The Transaction relates to the shares of an English public limited company and is being effected by means of a scheme of arrangement provided for under, and governed by, English law. Mecom is not subject to the reporting requirements of the Exchange Act. A transaction effected by means of a scheme of arrangement under English law is not subject to the tender offer rules or the proxy solicitation rules under the Exchange Act or any provisions of the Australian Corporations Act 2001. Accordingly, the Transaction is subject to the disclosure requirements of and practices applicable in the United Kingdom to schemes of arrangement, which differ from the disclosure requirements of the United States tender offer and proxy solicitation rules and of Australian law. If, in the future, De Persgroep Publishing exercises the right to implement the Transaction by way of a Takeover Offer and determines to extend such offer into the United States, the Transaction will be made in compliance with applicable United States laws and regulations, including the applicable provisions of the tender offer rules under the Exchange Act. Financial information included in this announcement and the Scheme Document has been or will have been prepared in accordance with accounting standards applicable in the United Kingdom that may not be comparable to financial information of US or Australian companies or companies whose financial statements are prepared in accordance with generally accepted accounting principles in the United States or accounting standards applicable in Australia.

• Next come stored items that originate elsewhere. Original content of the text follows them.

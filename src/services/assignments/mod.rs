pub mod create;
pub mod delete;
pub mod get;
pub mod list;
pub mod update;

use actix_web::{HttpRequest, HttpResponse, Result as ActixResult};
use std::sync::Arc;

use crate::models::{
    ApiResponse, ErrorCode,
    assignments::{
        entities::Assignment,
        requests::{AssignmentListQuery, CreateAssignmentRequest, UpdateAssignmentRequest},
    },
    users::entities::User,
};
use crate::services::common::{ensure_class_access, storage_error_response};
use crate::storage::Storage;

pub struct AssignmentService {
    storage: Option<Arc<dyn Storage>>,
}

impl AssignmentService {
    pub fn new_lazy() -> Self {
        Self { storage: None }
    }

    pub(crate) fn get_storage(&self, request: &HttpRequest) -> Arc<dyn Storage> {
        if let Some(storage) = &self.storage {
            storage.clone()
        } else {
            request
                .app_data::<actix_web::web::Data<Arc<dyn Storage>>>()
                .expect("Storage not found in app data")
                .get_ref()
                .clone()
        }
    }

    pub async fn list_assignments(
        &self,
        request: &HttpRequest,
        query: AssignmentListQuery,
    ) -> ActixResult<HttpResponse> {
        list::list_assignments(self, request, query).await
    }

    pub async fn create_assignment(
        &self,
        request: &HttpRequest,
        assignment_data: CreateAssignmentRequest,
    ) -> ActixResult<HttpResponse> {
        create::create_assignment(self, request, assignment_data).await
    }

    pub async fn get_assignment(
        &self,
        request: &HttpRequest,
        assignment_id: i64,
    ) -> ActixResult<HttpResponse> {
        get::get_assignment(self, request, assignment_id).await
    }

    pub async fn update_assignment(
        &self,
        request: &HttpRequest,
        assignment_id: i64,
        update_data: UpdateAssignmentRequest,
    ) -> ActixResult<HttpResponse> {
        update::update_assignment(self, request, assignment_id, update_data).await
    }

    pub async fn delete_assignment(
        &self,
        request: &HttpRequest,
        assignment_id: i64,
    ) -> ActixResult<HttpResponse> {
        delete::delete_assignment(self, request, assignment_id).await
    }
}

pub(crate) fn validate_assignment_fields(
    title: Option<&str>,
    max_score: Option<f64>,
) -> Result<(), String> {
    if let Some(title) = title {
        let len = title.trim().chars().count();
        if len == 0 || len > 200 {
            return Err("Title must be 1-200 characters".to_string());
        }
    }
    if let Some(score) = max_score
        && (!score.is_finite() || score <= 0.0)
    {
        return Err("max_score must be greater than 0".to_string());
    }
    Ok(())
}

pub(crate) fn assignment_not_found() -> HttpResponse {
    HttpResponse::NotFound().json(ApiResponse::error_empty(
        ErrorCode::AssignmentNotFound,
        "Assignment not found",
    ))
}

/// 查询作业并校验其班级的写权限
pub(crate) async fn load_assignment_for(
    storage: &Arc<dyn Storage>,
    user: &User,
    assignment_id: i64,
) -> Result<Assignment, HttpResponse> {
    let assignment = match storage.get_assignment_by_id(assignment_id).await {
        Ok(Some(assignment)) => assignment,
        Ok(None) => return Err(assignment_not_found()),
        Err(e) => return Err(storage_error_response(&e, ErrorCode::Conflict, "查询作业失败")),
    };

    ensure_class_access(storage, user, assignment.class_id).await?;
    Ok(assignment)
}

#[cfg(test)]
mod tests {
    use super::*;

    #[test]
    fn test_validate_assignment_fields() {
        assert!(validate_assignment_fields(Some("Essay"), Some(100.0)).is_ok());
        assert!(validate_assignment_fields(None, None).is_ok());
        assert!(validate_assignment_fields(Some("   "), None).is_err());
        assert!(validate_assignment_fields(None, Some(0.0)).is_err());
        assert!(validate_assignment_fields(None, Some(f64::NAN)).is_err());
    }
}
//! 班级实体

use sea_orm::entity::prelude::*;

#[derive(Clone, Debug, PartialEq, DeriveEntityModel)]
#[sea_orm(table_name = "classes")]
pub struct Model {
    #[sea_orm(primary_key)]
    pub id: i64,
    #[sea_orm(unique)]
    pub name: String,
    pub description: Option<String>,
    pub teacher_id: Option<i64>,
    pub level: Option<String>,
    pub monthly_fee: f64,
    pub capacity: Option<i32>,
    pub created_at: i64,
    pub updated_at: i64,
}

#[derive(Copy, Clone, Debug, EnumIter, DeriveRelation)]
pub enum Relation {
    #[sea_orm(
        belongs_to = "super::teachers::Entity",
        from = "Column::TeacherId",
        to = "super::teachers::Column::Id"
    )]
    Teacher,
    #[sea_orm(has_many = "super::class_schedules::Entity")]
    Schedules,
    #[sea_orm(has_many = "super::class_sessions::Entity")]
    Sessions,
    #[sea_orm(has_many = "super::class_enrollments::Entity")]
    Enrollments,
    #[sea_orm(has_many = "super::assignments::Entity")]
    Assignments,
    #[sea_orm(has_many = "super::course_payments::Entity")]
    Payments,
}

impl Related<super::teachers::Entity> for Entity {
    fn to() -> RelationDef {
        Relation::Teacher.def()
    }
}

impl Related<super::class_schedules::Entity> for Entity {
    fn to() -> RelationDef {
        Relation::Schedules.def()
    }
}

impl Related<super::class_sessions::Entity> for Entity {
    fn to() -> RelationDef {
        Relation::Sessions.def()
    }
}

impl Related<super::class_enrollments::Entity> for Entity {
    fn to() -> RelationDef {
        Relation::Enrollments.def()
    }
}

impl Related<super::assignments::Entity> for Entity {
    fn to() -> RelationDef {
        Relation::Assignments.def()
    }
}

impl Related<super::course_payments::Entity> for Entity {
    fn to() -> RelationDef {
        Relation::Payments.def()
    }
}

impl ActiveModelBehavior for ActiveModel {}

// 从数据库模型转换为业务模型
impl Model {
    pub fn into_class(self) -> crate::models::classes::entities::Class {
        use crate::models::classes::entities::Class;

        Class {
            id: self.id,
            name: self.name,
            description: self.description,
            teacher_id: self.teacher_id,
            level: self.level,
            monthly_fee: self.monthly_fee,
            capacity: self.capacity,
            created_at: super::ts_to_datetime(self.created_at),
            updated_at: super::ts_to_datetime(self.updated_at),
        }
    }
}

It may be difficult for US Holders of Mecom Shares to enforce their rights and any claim arising out of US federal securities laws, since De Persgroep and De Persgroep Publishing are incorporated under the laws of Belgium and Mecom is incorporated under the laws of England, and some or all of their officers and directors are residents of non-US jurisdictions. In addition, most of the assets of De Persgroep, De Persgroep Publishing and Mecom are located outside the United States. US Holders of Mecom Shares may not be able to sue a non-US company or its officers or directors in a non-US court for violations of US securities laws. Further, it may be difficult to compel a non-US company and its affiliates to subject themselves to a US court's judgment.

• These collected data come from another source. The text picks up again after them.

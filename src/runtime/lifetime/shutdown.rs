use tokio::signal;
use tracing::{error, warn};

pub async fn listen_for_shutdown() {
    // 等待 Ctrl+C 信号
    if let Err(e) = signal::ctrl_c().await {
        error!("Failed to listen for Ctrl+C: {}", e);
        // 无法监听信号时保持挂起，由服务器自身决定退出
        std::future::pending::<()>().await;
    }
    warn!("Shutdown signal received, initiating graceful shutdown...");
}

Disclosure requirements of the Code

Under Rule 8.3(a) of the Code, any person who is interested in 1 per cent. or more of any class of relevant securities of an offeree company or of any securities exchange offeror (being any offeror other than an offeror in respect of which it has been announced that its offer is, or is likely to be, solely in cash) must make an Opening Position Disclosure following the commencement of the offer period and, if later, following the announcement in which any securities exchange offeror is first identified. An Opening Position Disclosure must contain details of the person's interests and short positions in, and rights to subscribe for, any relevant securities of each of (i) the offeree company and (ii) any securities exchange offeror(s). An Opening Position Disclosure by a person to whom Rule 8.3(a) applies must be made by no later than 3.30 p.m. (London time) on the 10th business day following the commencement of the offer period and, if appropriate, by no later than 3.30 p.m. (London time) on the 10th business day following the announcement in which any securities exchange offeror is first identified. Relevant persons who deal in the relevant securities of the offeree company or of a securities exchange offeror prior to the deadline for making an Opening Position Disclosure must instead make a Dealing Disclosure.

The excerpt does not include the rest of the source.